» **Work instructions**:
Using the entries below, output each line exactly from the first through the one that contains "already has a".

» **Dataset excerpts**:
◇ ◇ ◇

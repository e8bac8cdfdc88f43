use chrono::{NaiveDate, NaiveDateTime};
use thiserror::Error;
use tracing::{debug, error, info};

use crate::{
    attendance::{AttendanceDraft, AttendanceRecord, RegisterOutcome},
    op::Op,
    persist::{Gateway, PersistResult},
    student::{Student, StudentDetails, StudentDraft, StudentFilter},
    types::{AttendanceStatus, RecordId, StudentCode},
    validate::{ValidationError, validate_details, validate_draft},
};

use super::{
    directory::{DirectoryError, StudentDirectory},
    ledger::{AttendanceLedger, LedgerError},
};

#[derive(Debug, Clone, PartialEq, Eq, Error)]
pub enum CoreError {
    #[error(transparent)]
    Validation(#[from] ValidationError),
    #[error("student code {0} already exists")]
    DuplicateCode(StudentCode),
    #[error("document {0} is already registered")]
    DuplicateDocument(String),
    #[error("student {code} already has a record for {date}")]
    DuplicateForDay { code: StudentCode, date: NaiveDate },
    #[error("no student with code {0}")]
    StudentNotFound(StudentCode),
    #[error("no attendance record with id {0}")]
    RecordNotFound(RecordId),
    #[error("record id {0} is already in use")]
    RecordIdInUse(RecordId),
    #[error("could not issue a free student code after {0} attempts")]
    CodeSpaceExhausted(usize),
}

impl From<DirectoryError> for CoreError {
    fn from(value: DirectoryError) -> Self {
        match value {
            DirectoryError::DuplicateCode(code) => Self::DuplicateCode(code),
            DirectoryError::DuplicateDocument(doc) => Self::DuplicateDocument(doc),
            DirectoryError::NotFound(code) => Self::StudentNotFound(code),
            DirectoryError::CodeSpaceExhausted(n) => Self::CodeSpaceExhausted(n),
        }
    }
}

impl From<LedgerError> for CoreError {
    fn from(value: LedgerError) -> Self {
        match value {
            LedgerError::DuplicateForDay { code, date } => Self::DuplicateForDay { code, date },
            LedgerError::IdInUse(id) => Self::RecordIdInUse(id),
            LedgerError::NotFound(id) => Self::RecordNotFound(id),
        }
    }
}

/// Owns the roster and ledger and runs every mutation against them.
///
/// Each successful mutation queues an [`Op`]; the runtime drains them to know
/// which collections to save and, when a local save fails, to revert them.
#[derive(Debug, Default, Clone)]
pub struct Registrar {
    directory: StudentDirectory,
    ledger: AttendanceLedger,
    pending_ops: Vec<Op>,
}

impl Registrar {
    pub fn new() -> Self {
        Self::default()
    }

    pub fn from_parts(directory: StudentDirectory, ledger: AttendanceLedger) -> Self {
        Self {
            directory,
            ledger,
            pending_ops: Vec::new(),
        }
    }

    /// Builds a registrar from the gateway's persisted roster and ledger.
    pub fn load(gateway: &dyn Gateway) -> PersistResult<Self> {
        let students = gateway.load_roster()?;
        let records = gateway.load_ledger()?;
        let directory = StudentDirectory::from_students(students).map_err(CoreError::from)?;
        let ledger = AttendanceLedger::from_records(records).map_err(CoreError::from)?;
        info!(
            students = directory.len(),
            records = ledger.len(),
            "loaded roster and ledger"
        );
        Ok(Self::from_parts(directory, ledger))
    }

    /// Writes both collections through `gateway`.
    pub fn save_all(&self, gateway: &mut dyn Gateway) -> PersistResult<()> {
        gateway.save_roster(&self.directory.export())?;
        gateway.save_ledger(&self.ledger.export())
    }

    pub fn directory(&self) -> &StudentDirectory {
        &self.directory
    }

    pub fn ledger(&self) -> &AttendanceLedger {
        &self.ledger
    }

    pub fn register_attendance(
        &mut self,
        code: &str,
        now: NaiveDateTime,
    ) -> Result<RegisterOutcome, CoreError> {
        self.register_attendance_with(code, now, AttendanceStatus::Present, None)
    }

    /// Checks a student in for the calendar day of `now`.
    ///
    /// Every business outcome is a [`RegisterOutcome`]; `Err` only means the
    /// ledger could not take the record at all (record id space exhausted).
    pub fn register_attendance_with(
        &mut self,
        code: &str,
        now: NaiveDateTime,
        status: AttendanceStatus,
        notes: Option<String>,
    ) -> Result<RegisterOutcome, CoreError> {
        let code = code.trim();
        let Some(student) = self.directory.find_by_code(code) else {
            debug!(code, "check-in for unknown code");
            return Ok(RegisterOutcome::StudentNotFound);
        };
        if !student.active {
            debug!(code, "check-in for inactive student");
            return Ok(RegisterOutcome::StudentInactive);
        }

        let date = now.date();
        if let Some(existing) = self.ledger.find_for_day(code, date) {
            return Ok(RegisterOutcome::AlreadyRegistered(existing.clone()));
        }

        let draft = AttendanceDraft {
            student_code: student.code.clone(),
            student_name: student.full_name.clone(),
            student_grade: student.grade.clone(),
            calendar_date: date,
            time_of_day: now.time(),
            status,
            notes: notes.filter(|n| !n.trim().is_empty()),
        };

        match self.ledger.add(draft) {
            Ok(rec) => {
                let rec = rec.clone();
                info!(code, id = rec.id, %date, "attendance registered");
                self.pending_ops.push(Op::AddRecord {
                    record: rec.clone(),
                });
                Ok(RegisterOutcome::Registered(rec))
            }
            Err(err @ LedgerError::DuplicateForDay { .. }) => self
                .ledger
                .find_for_day(code, date)
                .map(|existing| RegisterOutcome::AlreadyRegistered(existing.clone()))
                .ok_or_else(|| CoreError::from(err)),
            Err(err) => {
                error!(code, %date, error = %err, "ledger rejected check-in");
                Err(err.into())
            }
        }
    }

    /// Administrative removal of one record; the day becomes registrable again.
    pub fn remove_record(&mut self, id: RecordId) -> Result<AttendanceRecord, CoreError> {
        let position = self.ledger.position(id).ok_or(CoreError::RecordNotFound(id))?;
        let rec = self.ledger.remove(id)?;
        info!(id, code = %rec.student_code, "attendance record removed");
        self.pending_ops.push(Op::RemoveRecord {
            record: rec.clone(),
            position,
        });
        Ok(rec)
    }

    /// Validates and inserts a student, issuing a code when the draft has none.
    ///
    /// Nothing is inserted unless every check passes.
    pub fn add_student(
        &mut self,
        draft: StudentDraft,
        now: NaiveDateTime,
    ) -> Result<Student, CoreError> {
        validate_draft(&draft, now.date())?;

        let code = match draft.code.as_deref().map(str::trim) {
            Some(code) => code.to_string(),
            None => self.directory.issue_code()?,
        };
        let student = Student::from_draft(code, draft, now);
        let stored = self.directory.add(student)?.clone();
        info!(code = %stored.code, grade = %stored.grade, "student added");
        self.pending_ops.push(Op::AddStudent {
            student: stored.clone(),
        });
        Ok(stored)
    }

    pub fn update_student(
        &mut self,
        code: &str,
        details: StudentDetails,
        today: NaiveDate,
    ) -> Result<Student, CoreError> {
        if !self.directory.contains_code(code) {
            return Err(CoreError::StudentNotFound(code.to_string()));
        }
        validate_details(&details, today)?;
        let prev = self.directory.update_details(code, details)?;
        self.pending_ops.push(Op::UpdateStudent {
            code: code.to_string(),
            prev,
        });
        info!(code, "student details updated");
        self.student_cloned(code)
    }

    /// Soft-deletes or reactivates a student.
    pub fn set_active(&mut self, code: &str, active: bool) -> Result<Student, CoreError> {
        let prev = self.directory.set_active(code, active)?;
        if prev != active {
            info!(code, active, "student active flag changed");
            self.pending_ops.push(Op::SetActive {
                code: code.to_string(),
                prev,
            });
        }
        self.student_cloned(code)
    }

    pub fn find_student(&self, code: &str) -> Option<&Student> {
        self.directory.find_by_code(code.trim())
    }

    pub fn list_students(&self, filter: &StudentFilter) -> Vec<Student> {
        self.directory.list_cloned(filter)
    }

    pub fn list_attendance(&self, date: NaiveDate) -> Vec<AttendanceRecord> {
        self.ledger.list_for_date_cloned(date)
    }

    pub fn list_for_student(&self, code: &str) -> Vec<AttendanceRecord> {
        self.ledger.list_for_student_cloned(code)
    }

    pub fn suggest(&self, query: &str, limit: usize) -> Vec<Student> {
        self.directory
            .suggest(query, limit)
            .into_iter()
            .cloned()
            .collect()
    }

    pub fn drain_pending_ops(&mut self) -> Vec<Op> {
        std::mem::take(&mut self.pending_ops)
    }

    /// Undoes a previously applied op without queueing a new one.
    pub fn revert(&mut self, op: Op) -> Result<(), CoreError> {
        match op {
            Op::AddStudent { student } => {
                self.directory
                    .remove(&student.code)
                    .ok_or(CoreError::StudentNotFound(student.code))?;
            }
            Op::UpdateStudent { code, prev } => {
                self.directory.update_details(&code, prev)?;
            }
            Op::SetActive { code, prev } => {
                self.directory.set_active(&code, prev)?;
            }
            Op::AddRecord { record } => {
                self.ledger.remove(record.id)?;
            }
            Op::RemoveRecord { record, position } => {
                self.ledger.insert_at(record, position)?;
            }
        }
        Ok(())
    }

    fn student_cloned(&self, code: &str) -> Result<Student, CoreError> {
        self.directory
            .find_by_code(code)
            .cloned()
            .ok_or_else(|| CoreError::StudentNotFound(code.to_string()))
    }
}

◇ ◇ ◇

» **Exercise response**:
repository e8bac8cdfdc88f43
use chrono::{NaiveDate, NaiveDateTime};
use thiserror::Error;
use tracing::{debug, error, info};

use crate::{
    attendance::{AttendanceDraft, AttendanceRecord, RegisterOutcome},
    op::Op,
    persist::{Gateway, PersistResult},
    student::{Student, StudentDetails, StudentDraft, StudentFilter},
    types::{AttendanceStatus, RecordId, StudentCode},
    validate::{ValidationError, validate_details, validate_draft},
};

use super::{
    directory::{DirectoryError, StudentDirectory},
    ledger::{AttendanceLedger, LedgerError},
};

#[derive(Debug, Clone, PartialEq, Eq, Error)]
pub enum CoreError {
    #[error(transparent)]
    Validation(#[from] ValidationError),
    #[error("student code {0} already exists")]
    DuplicateCode(StudentCode),
    #[error("document {0} is already registered")]
    DuplicateDocument(String),
    #[error("student {code} already has a record for {date}")]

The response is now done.